Formerly, it was erroneously, but generally accepted, that the southern walls of St. Peter's Basilica rested on the northern walls of Nero’s Circus, and that a street ran north of the circus under the basilica (see figure). Excavations of the basilica and surrounding area, however, have shown that this was not entirely correct. An excavation in 1936 in the Piazza San Pietro discovered traces of a road that may be the post-Constantinian Via Cornelia. A fragment of pre-Constantinian paved road along the same alignment also was found at the southwest corner of the basilica.

It is now believed that the Via Cornelia came from the east and ran west, gently rising near the present southernmost fountain in Saint Peter's Square. Slightly before this point the Via Aurelia forked off from it and headed southwest, while the Via Cornelia continued westward just south of façade of the basilica and eventual on toward Caere.

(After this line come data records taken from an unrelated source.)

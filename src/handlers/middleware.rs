use axum::{
    body::Body,
    extract::Request,
    http::{header, HeaderName, HeaderValue, StatusCode},
    middleware::Next,
    response::{Json, Response},
};
use serde_json::{json, Value};
use tracing::error;

/// Reject requests whose declared body exceeds `max_request_size` bytes.
///
/// Vote endpoints carry their arguments in the query string, so only the
/// declared length is checked here.
pub async fn request_validation_middleware(
    max_request_size: usize,
    request: Request<Body>,
    next: Next,
) -> Result<Response, (StatusCode, Json<Value>)> {
    validate_request_size(&request, max_request_size)?;
    Ok(next.run(request).await)
}

fn validate_request_size(
    request: &Request<Body>,
    max_request_size: usize,
) -> Result<(), (StatusCode, Json<Value>)> {
    let declared = request
        .headers()
        .get(header::CONTENT_LENGTH)
        .and_then(|value| value.to_str().ok())
        .and_then(|value| value.parse::<usize>().ok());

    match declared {
        Some(length) if length > max_request_size => {
            error!("Request too large: {} bytes", length);
            Err((
                StatusCode::PAYLOAD_TOO_LARGE,
                Json(json!({
                    "error": "Request too large",
                    "message": format!(
                        "Request size {} bytes exceeds maximum of {} bytes",
                        length, max_request_size
                    ),
                    "timestamp": chrono::Utc::now().to_rfc3339(),
                })),
            ))
        }
        _ => Ok(()),
    }
}

const SECURITY_HEADERS: [(&str, &str); 5] = [
    ("x-content-type-options", "nosniff"),
    ("x-frame-options", "DENY"),
    ("x-xss-protection", "1; mode=block"),
    ("referrer-policy", "strict-origin-when-cross-origin"),
    ("content-security-policy", "default-src 'self'"),
];

/// Security headers middleware
pub async fn security_headers_middleware(request: Request<Body>, next: Next) -> Response {
    let mut response = next.run(request).await;
    let headers = response.headers_mut();

    for (name, value) in SECURITY_HEADERS {
        headers.insert(
            HeaderName::from_static(name),
            HeaderValue::from_static(value),
        );
    }

    response
}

Via Triumphalis is believed to have come from Pons Neronianus toward Saint Peter's Square, and then to have veered northwest toward the business section of Vatican City. The present day Via della Conciliazione follows approximately the same path as the Via Cornelia did. In recent years the Vatican authorities reopened excavations of the Via Triumphalis necropolis that was first partially uncovered during the 1950s. The excavations have revealed an extensive ancient Roman cemetery.

== Function ==

It is possible that the Via Cornelia may have been built by Caligula to improve the approach to the imperial gardens, the Horti Agrippinae. Therefore, it may have formed the northern boundary of the gardens in Nero’s time. It also would have connected the Circus of Nero to the basilica and to a double row of mausoleums.